OTO KAYU |
Rabu,
3 September 2014 akhirnya kami berkumpul di kantor dinas PPO untuk berangkat ke Danau Kelimutu. Kami pergi
menggunakan transportasi yang disebut “Oto Kayu”. Ternyata Oto Kayu ini adalah
alat transportasi utama di kabupaten Ende. Transportasi ini sangat unik dan
mungkin hanya dapat kita
temukan di Ende. Sebenarnya di daerah lain juga ada oto kayu ini, namun tidak
digunakan untuk membawa penumpang melainkan untuk barang-barang seperti pasir,
batu bata, dan lain-lain. Sedangkan di ende flores, oto ini bisa membawa apa
saja dalam satu kali waktu dimana di
atas oto ini ada penumpang, barang dan juga ada hewan seperti babi atau sapi
serta ayam yang dibawa bersamaan. Perjalanan
ke danau kelimutu sangat menyenangkan. Kawah 3 warna yang disajikan oleh tempat
ini benar-benar indah. Tidak pernah terpikirkan sebelumnya saya bisa sampai di
danau yang menjadi tujuan wisata para turis baik dari lokal maupun manca negara ini.

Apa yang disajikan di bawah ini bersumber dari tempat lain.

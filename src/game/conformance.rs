//! Checks that game implementations honor the game tree contract.
//!
//! Both helpers play seeded random walks and panic with a description of
//! the first violation found, in the manner of `assert_eq!`. Errors raised
//! by the games themselves are returned instead.

use rustc_hash::FxHashSet;

use crate::core::{Error, GameRng, Result, Role};

use super::moves::Move;
use super::state::{GameProvider, StateRef};

/// Absolute tolerance when comparing outcome sums.
const SUM_TOLERANCE: f64 = 1e-9;

fn move_names(state: &StateRef, role: Role) -> Result<FxHashSet<String>> {
    Ok(state
        .legal_moves(role)?
        .iter()
        .map(|mv| mv.name().to_string())
        .collect())
}

fn random_joint_move(state: &StateRef, rng: &mut GameRng) -> Result<Vec<Move>> {
    Role::all(state.num_roles())
        .map(|role| {
            let legal = state.legal_moves(role)?;
            rng.choose(&legal)
                .cloned()
                .ok_or(Error::NoLegalMoves { role })
        })
        .collect()
}

/// Play `runs` random walks through both providers in lockstep.
///
/// At every position the two sides must agree on terminality and on the set
/// of legal move names for every role. Moves chosen on the reference side
/// are translated to the candidate with `move_named`. At the end both sides
/// must report the same outcomes.
pub fn assert_same_game(
    reference: &dyn GameProvider,
    candidate: &dyn GameProvider,
    runs: usize,
    seed: u64,
) -> Result<()> {
    let mut rng = GameRng::new(seed);

    for run in 0..runs {
        let mut expected = reference.initial_state();
        let mut actual = candidate.initial_state();
        assert_eq!(
            expected.num_roles(),
            actual.num_roles(),
            "role counts differ"
        );
        let mut ply = 0usize;

        loop {
            assert_eq!(
                expected.is_terminal(),
                actual.is_terminal(),
                "run {run}, ply {ply}: terminality differs"
            );
            if expected.is_terminal() {
                break;
            }

            for role in Role::all(expected.num_roles()) {
                let expected_names = move_names(&expected, role)?;
                let actual_names = move_names(&actual, role)?;
                assert_eq!(
                    expected_names, actual_names,
                    "run {run}, ply {ply}: legal moves differ for {role}"
                );
            }

            let joint = random_joint_move(&expected, &mut rng)?;
            let translated = Role::all(actual.num_roles())
                .zip(&joint)
                .map(|(role, mv)| actual.move_named(role, mv.name()))
                .collect::<Result<Vec<_>>>()?;

            expected = expected.next_state(&joint)?;
            actual = actual.next_state(&translated)?;
            ply += 1;
        }

        for role in Role::all(expected.num_roles()) {
            assert_eq!(
                expected.outcome(role)?,
                actual.outcome(role)?,
                "run {run}: outcomes differ for {role}"
            );
        }
    }

    Ok(())
}

/// Play `runs` random walks through one provider and check its contract.
///
/// - Non-terminal states offer every role at least one move
/// - Non-terminal states refuse to report outcomes
/// - Terminal states report an outcome for every role
/// - Constant-sum games keep their declared total
/// - Every legal move name resolves back to the same move
pub fn assert_well_formed(provider: &dyn GameProvider, runs: usize, seed: u64) -> Result<()> {
    let mut rng = GameRng::new(seed);

    for run in 0..runs {
        let mut state = provider.initial_state();
        let mut ply = 0usize;

        while !state.is_terminal() {
            for role in Role::all(state.num_roles()) {
                let legal = state.legal_moves(role)?;
                assert!(
                    !legal.is_empty(),
                    "run {run}, ply {ply}: {role} has no moves in a non-terminal state"
                );
                for mv in &legal {
                    assert_eq!(
                        &state.move_named(role, mv.name())?,
                        mv,
                        "run {run}, ply {ply}: move name does not resolve"
                    );
                }
                assert!(
                    matches!(state.outcome(role), Err(Error::NotTerminal)),
                    "run {run}, ply {ply}: outcome defined before the end"
                );
            }

            let joint = random_joint_move(&state, &mut rng)?;
            state = state.next_state(&joint)?;
            ply += 1;
        }

        let outcomes = state.outcomes()?;
        if let Some(total) = provider.zero_sum_total() {
            let sum: f64 = outcomes.as_slice().iter().sum();
            assert!(
                (sum - total).abs() < SUM_TOLERANCE,
                "run {run}: outcomes sum to {sum}, expected {total}"
            );
        }
    }

    Ok(())
}
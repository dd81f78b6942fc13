//! Conformance checks for the built-in games.

use std::sync::Arc;

use game_arena::core::{Error, Result, Role};
use game_arena::game::conformance::{assert_same_game, assert_well_formed};
use game_arena::game::{ensure_role, validate_joint_move, GameProvider, GameState, Move, StateRef};
use game_arena::games::{MatchingPennies, SheepAndWolf, TicTacToe};

// =============================================================================
// Bitboard tic-tac-toe
// =============================================================================

const WINS: [u16; 8] = [
    0b000_000_111,
    0b000_111_000,
    0b111_000_000,
    0b001_001_001,
    0b010_010_010,
    0b100_100_100,
    0b100_010_001,
    0b001_010_100,
];

/// Tic-tac-toe with bitboards and its own move codes.
struct BitboardTicTacToe;

impl GameProvider for BitboardTicTacToe {
    fn id(&self) -> &str {
        "BITBOARD_TIC_TAC_TOE"
    }

    fn initial_state(&self) -> StateRef {
        Arc::new(Bitboard::default())
    }

    fn zero_sum_total(&self) -> Option<f64> {
        Some(1.0)
    }
}

#[derive(Clone, Copy, Debug, Default)]
struct Bitboard {
    boards: [u16; 2],
    to_move: usize,
}

impl Bitboard {
    fn won(&self, role: usize) -> bool {
        WINS.iter().any(|&line| self.boards[role] & line == line)
    }

    fn occupied(&self) -> u16 {
        self.boards[0] | self.boards[1]
    }

    fn mark(cell: u32) -> Move {
        Move::new(format!("( mark {} {} )", cell % 3 + 1, cell / 3 + 1), 100 + cell)
    }
}

impl GameState for Bitboard {
    fn num_roles(&self) -> usize {
        2
    }

    fn legal_moves(&self, role: Role) -> Result<Vec<Move>> {
        ensure_role(role, 2)?;
        if self.is_terminal() {
            return Ok(Vec::new());
        }
        if role.index() != self.to_move {
            return Ok(vec![Move::noop()]);
        }
        let occupied = self.occupied();
        Ok((0..9)
            .filter(|cell| occupied & (1 << cell) == 0)
            .map(Self::mark)
            .collect())
    }

    fn move_named(&self, role: Role, name: &str) -> Result<Move> {
        ensure_role(role, 2)?;
        if name == "noop" {
            return Ok(Move::noop());
        }
        (0..9)
            .map(Self::mark)
            .find(|mv| mv.name() == name)
            .ok_or_else(|| Error::NoSuchMove {
                role,
                name: name.to_string(),
            })
    }

    fn next_state(&self, moves: &[Move]) -> Result<StateRef> {
        validate_joint_move(self, moves)?;
        let cell = moves[self.to_move].code() - 100;
        let mut next = *self;
        next.boards[self.to_move] |= 1 << cell;
        next.to_move = 1 - self.to_move;
        Ok(Arc::new(next))
    }

    fn is_terminal(&self) -> bool {
        self.won(0) || self.won(1) || self.occupied() == 0b111_111_111
    }

    fn outcome(&self, role: Role) -> Result<f64> {
        ensure_role(role, 2)?;
        if !self.is_terminal() {
            return Err(Error::NotTerminal);
        }
        let other = 1 - role.index();
        Ok(if self.won(role.index()) {
            1.0
        } else if self.won(other) {
            0.0
        } else {
            0.5
        })
    }
}

// =============================================================================
// Cross-implementation Tests
// =============================================================================

#[test]
fn test_bitboard_matches_reference() {
    assert_same_game(&TicTacToe, &BitboardTicTacToe, 200, 42).unwrap();
}

#[test]
fn test_reference_matches_bitboard() {
    assert_same_game(&BitboardTicTacToe, &TicTacToe, 200, 7).unwrap();
}

// =============================================================================
// Well-formedness Tests
// =============================================================================

#[test]
fn test_tic_tac_toe_well_formed() {
    assert_well_formed(&TicTacToe, 200, 1).unwrap();
}

#[test]
fn test_sheep_and_wolf_well_formed() {
    assert_well_formed(&SheepAndWolf, 50, 2).unwrap();
}

#[test]
fn test_matching_pennies_well_formed() {
    assert_well_formed(&MatchingPennies, 50, 3).unwrap();
}

#[test]
fn test_bitboard_well_formed() {
    assert_well_formed(&BitboardTicTacToe, 100, 4).unwrap();
}

#[test]
fn test_illegal_joint_moves_rejected() {
    let state = TicTacToe.initial_state();
    let mark = state.move_named(Role::new(0), "( mark 2 2 )").unwrap();

    assert!(matches!(
        state.next_state(&[mark.clone()]),
        Err(Error::WrongMoveCount { expected: 2, got: 1 })
    ));
    assert!(matches!(
        state.next_state(&[Move::noop(), mark]),
        Err(Error::IllegalMove { .. })
    ));
}
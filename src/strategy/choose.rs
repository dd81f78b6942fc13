//! Tie-breaking helpers shared by the strategies.

use smallvec::SmallVec;
use std::cmp::Ordering;

use crate::core::{Error, GameRng, Result};

/// Pick one of the greatest items under `cmp`, uniformly at random among ties.
///
/// Returns `None` for an empty input.
pub fn pick_best_by<T, F>(items: Vec<T>, rng: &mut GameRng, mut cmp: F) -> Option<T>
where
    F: FnMut(&T, &T) -> Ordering,
{
    let mut best: SmallVec<[usize; 8]> = SmallVec::new();
    for i in 0..items.len() {
        match best.first() {
            None => best.push(i),
            Some(&leader) => match cmp(&items[i], &items[leader]) {
                Ordering::Greater => {
                    best.clear();
                    best.push(i);
                }
                Ordering::Equal => best.push(i),
                Ordering::Less => {}
            },
        }
    }

    let &chosen = rng.choose(&best)?;
    items.into_iter().nth(chosen)
}

/// Pick the item with the highest score, uniformly at random among ties.
///
/// Scores must be comparable: NaN and negative infinity are rejected.
pub fn pick_highest_scoring<T>(scored: Vec<(T, f64)>, rng: &mut GameRng) -> Result<Option<T>> {
    if let Some(&(_, score)) = scored
        .iter()
        .find(|(_, score)| score.is_nan() || *score == f64::NEG_INFINITY)
    {
        return Err(Error::InvalidScore { score });
    }
    Ok(pick_best_by(scored, rng, |a, b| a.1.total_cmp(&b.1)).map(|(item, _)| item))
}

Walaupun kita harus susah payah mendaki menuju puncak gunung kelimutu ini,
namun itu bisa terbalaskan dengan pemandangan yang sangat mempesona ini. Kami kembali ke
rumah dan tiba sekitar jam 4 sore. Saya pun beristirahat dan menyiapkan
barang-barang yang akan dibawa ke daerah penempatan esok pagi.
Kamis,
4 September 2014 saya bangun pagi dan telah bersiap-siap untuk pergi ke sekolah
pengabdian. Kepala sekolah menjemput saya ke beskem kami dan kami pergi ke
terminal ndao. Di terminal ini ada banyak oto dengan berbagai jurusan seperti
nangapanda, oja, maukaro, mokeasa dan wologai. Di terminal ini pun sudah
menanti 2 orang guru yang
ternyata juga mengajar di SMPN Satap Wologai yaitu Ibu Yossi dan Ibu Ica.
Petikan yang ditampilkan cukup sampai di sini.